▶ EXERCISE DETAILS
Of the lines below, copy those that hold the word "const".

Stored data
%%
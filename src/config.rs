//! Generator configuration from TOML, with environment overrides.
//!
//! See `GeneratorConfig` for the expected schema. Every section and field is
//! optional; missing values fall back to the defaults below.

use std::path::{Path, PathBuf};

use serde::Deserialize;
use tracing::{error, info, warn};

use crate::error::ConfigError;

pub const MIN_OPTIONS: usize = 2;
pub const MAX_OPTIONS: usize = 8;

#[derive(Clone, Debug, Deserialize, Default)]
pub struct GeneratorConfig {
  #[serde(default)]
  pub pipeline: PipelineConfig,
  #[serde(default)]
  pub storage: StorageConfig,
  #[serde(default)]
  pub explanations: Explanations,
}

#[derive(Clone, Debug, Deserialize)]
#[serde(default)]
pub struct PipelineConfig {
  /// Generate/verify cycles per item before it is discarded.
  pub max_attempts: u32,
  /// Options per question, correct one included.
  pub option_count: usize,
  /// How many times the assembler may widen distractor ranges after a shortfall.
  pub max_widen: u32,
  /// Worker threads for a batch; 0 lets rayon decide.
  pub workers: usize,
  /// Batch seed used when a request carries none; absent means OS entropy.
  pub seed: Option<u64>,
  /// Retries for transient storage failures, same candidate id each time.
  pub store_retries: u32,
}

impl Default for PipelineConfig {
  fn default() -> Self {
    Self { max_attempts: 10, option_count: 5, max_widen: 2, workers: 0, seed: None, store_retries: 3 }
  }
}

#[derive(Clone, Debug, Deserialize, Default)]
#[serde(default)]
pub struct StorageConfig {
  /// JSON-lines file for accepted questions; in-memory storage when absent.
  pub path: Option<PathBuf>,
}

/// Explanation templates, one per pattern family. `{key}` placeholders are
/// filled from the generation parameters.
#[derive(Clone, Debug, Deserialize)]
#[serde(default)]
pub struct Explanations {
  pub numeric_arithmetic: String,
  pub numeric_quadratic: String,
  pub letter_sequence: String,
  pub cipher_code: String,
  pub visual_rotation: String,
  pub visual_size: String,
  pub visual_progression: String,
  pub visual_analogy: String,
}

impl Default for Explanations {
  fn default() -> Self {
    Self {
      numeric_arithmetic: "Each term {trend} by {step}, so the next term is {last} {op} {next_diff} = {answer}.".into(),
      numeric_quadratic: "The differences ({diffs}) {growth_trend} by {growth} each time, so the next difference is {op}{next_diff} and the next term is {last} {op} {next_diff} = {answer}.".into(),
      letter_sequence: "The first letter {first_move} and the second letter {second_move} each time, so after {last} comes {answer}.".into(),
      cipher_code: "The shift is {shift} letters: each letter moves {direction} {places} ({example} becomes {coded}). Applying the same shift to {target} ({mapping}) gives {answer}.".into(),
      visual_rotation: "The {shape} turns {step}° {direction} each step ({total}° over {frames} steps), so the next frame is a {answer}.{fill_note}".into(),
      visual_size: "The {shape} {direction} in size by {step} each step, so the next size is {answer_size}.{fill_note}".into(),
      visual_progression: "Each shape {direction} {step} side(s) ({sides}), so the next shape is a {answer_shape}.{fill_note}".into(),
      visual_analogy: "A becomes B when the {first_shape} {change}. Doing the same to the {second_shape} gives a {answer}.".into(),
    }
  }
}

impl Explanations {
  pub fn template(&self, key: &str) -> Option<&str> {
    let tpl = match key {
      "numeric_arithmetic" => &self.numeric_arithmetic,
      "numeric_quadratic" => &self.numeric_quadratic,
      "letter_sequence" => &self.letter_sequence,
      "cipher_code" => &self.cipher_code,
      "visual_rotation" => &self.visual_rotation,
      "visual_size" => &self.visual_size,
      "visual_progression" => &self.visual_progression,
      "visual_analogy" => &self.visual_analogy,
      _ => return None,
    };
    Some(tpl.as_str())
  }
}

impl GeneratorConfig {
  pub fn from_toml_str(s: &str, path: &Path) -> Result<Self, ConfigError> {
    let mut cfg: GeneratorConfig =
      toml::from_str(s).map_err(|source| ConfigError::Parse { path: path.to_path_buf(), source })?;
    cfg.normalize();
    Ok(cfg)
  }

  pub fn load(path: &Path) -> Result<Self, ConfigError> {
    let s = std::fs::read_to_string(path).map_err(|source| ConfigError::Read { path: path.to_path_buf(), source })?;
    Self::from_toml_str(&s, path)
  }

  /// Clamp values the pipeline cannot work with.
  fn normalize(&mut self) {
    let p = &mut self.pipeline;
    let clamped = p.option_count.clamp(MIN_OPTIONS, MAX_OPTIONS);
    if clamped != p.option_count {
      warn!(target: "qgen", requested = p.option_count, used = clamped, "option_count out of range; clamped");
      p.option_count = clamped;
    }
    if p.max_attempts == 0 {
      warn!(target: "qgen", "max_attempts = 0 would discard everything; using 1");
      p.max_attempts = 1;
    }
  }

  /// `QGEN_STORE_PATH`, `QGEN_SEED` and `QGEN_WORKERS` win over the file.
  pub fn apply_env_overrides(&mut self) {
    if let Ok(path) = std::env::var("QGEN_STORE_PATH") {
      if !path.is_empty() {
        self.storage.path = Some(PathBuf::from(path));
      }
    }
    if let Some(seed) = env_parse::<u64>("QGEN_SEED") {
      self.pipeline.seed = Some(seed);
    }
    if let Some(workers) = env_parse::<usize>("QGEN_WORKERS") {
      self.pipeline.workers = workers;
    }
  }
}

fn env_parse<T: std::str::FromStr>(key: &str) -> Option<T> {
  let raw = std::env::var(key).ok()?;
  match raw.parse() {
    Ok(v) => Some(v),
    Err(_) => {
      warn!(target: "qgen", %key, value = %raw, "Ignoring unparsable environment override");
      None
    }
  }
}

/// Load from QGEN_CONFIG_PATH if set. On any IO/parse error, log and use defaults.
/// Environment overrides are applied either way.
pub fn load_config_from_env() -> GeneratorConfig {
  let mut cfg = match std::env::var("QGEN_CONFIG_PATH") {
    Ok(path) => match GeneratorConfig::load(Path::new(&path)) {
      Ok(cfg) => {
        info!(target: "qgen", %path, "Loaded generator config (TOML)");
        cfg
      }
      Err(e) => {
        error!(target: "qgen", %path, error = %e, "Failed to load config; using defaults");
        GeneratorConfig::default()
      }
    },
    Err(_) => GeneratorConfig::default(),
  };
  cfg.apply_env_overrides();
  cfg
}

#[cfg(test)]
mod tests {
  use super::*;

  #[test]
  fn partial_file_keeps_defaults() {
    let cfg = GeneratorConfig::from_toml_str(
      "[pipeline]\nmax_attempts = 4\nseed = 99\n\n[explanations]\ncipher_code = \"shift {shift}\"\n",
      Path::new("inline.toml"),
    )
    .unwrap();
    assert_eq!(cfg.pipeline.max_attempts, 4);
    assert_eq!(cfg.pipeline.seed, Some(99));
    assert_eq!(cfg.pipeline.option_count, 5);
    assert_eq!(cfg.explanations.template("cipher_code"), Some("shift {shift}"));
    assert!(cfg.explanations.letter_sequence.contains("{answer}"));
    assert!(cfg.storage.path.is_none());
  }

  #[test]
  fn option_count_is_clamped() {
    let cfg = GeneratorConfig::from_toml_str("[pipeline]\noption_count = 40\n", Path::new("x.toml")).unwrap();
    assert_eq!(cfg.pipeline.option_count, MAX_OPTIONS);
  }

  #[test]
  fn bad_toml_is_a_parse_error() {
    let err = GeneratorConfig::from_toml_str("[pipeline\n", Path::new("broken.toml")).unwrap_err();
    assert!(matches!(err, ConfigError::Parse { .. }));
    assert!(err.to_string().contains("broken.toml"));
  }

  #[test]
  fn missing_file_is_a_read_error() {
    let err = GeneratorConfig::load(Path::new("/definitely/not/here.toml")).unwrap_err();
    assert!(matches!(err, ConfigError::Read { .. }));
  }

  #[test]
  fn every_pattern_key_has_a_template() {
    let e = Explanations::default();
    for key in [
      "numeric_arithmetic",
      "numeric_quadratic",
      "letter_sequence",
      "cipher_code",
      "visual_rotation",
      "visual_size",
      "visual_progression",
      "visual_analogy",
    ] {
      assert!(e.template(key).is_some(), "{key}");
    }
    assert!(e.template("nope").is_none());
  }
}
%%
▶ TASK SOLUTION
pub const MIN_OPTIONS: usize = 2;
pub const MAX_OPTIONS: usize = 8;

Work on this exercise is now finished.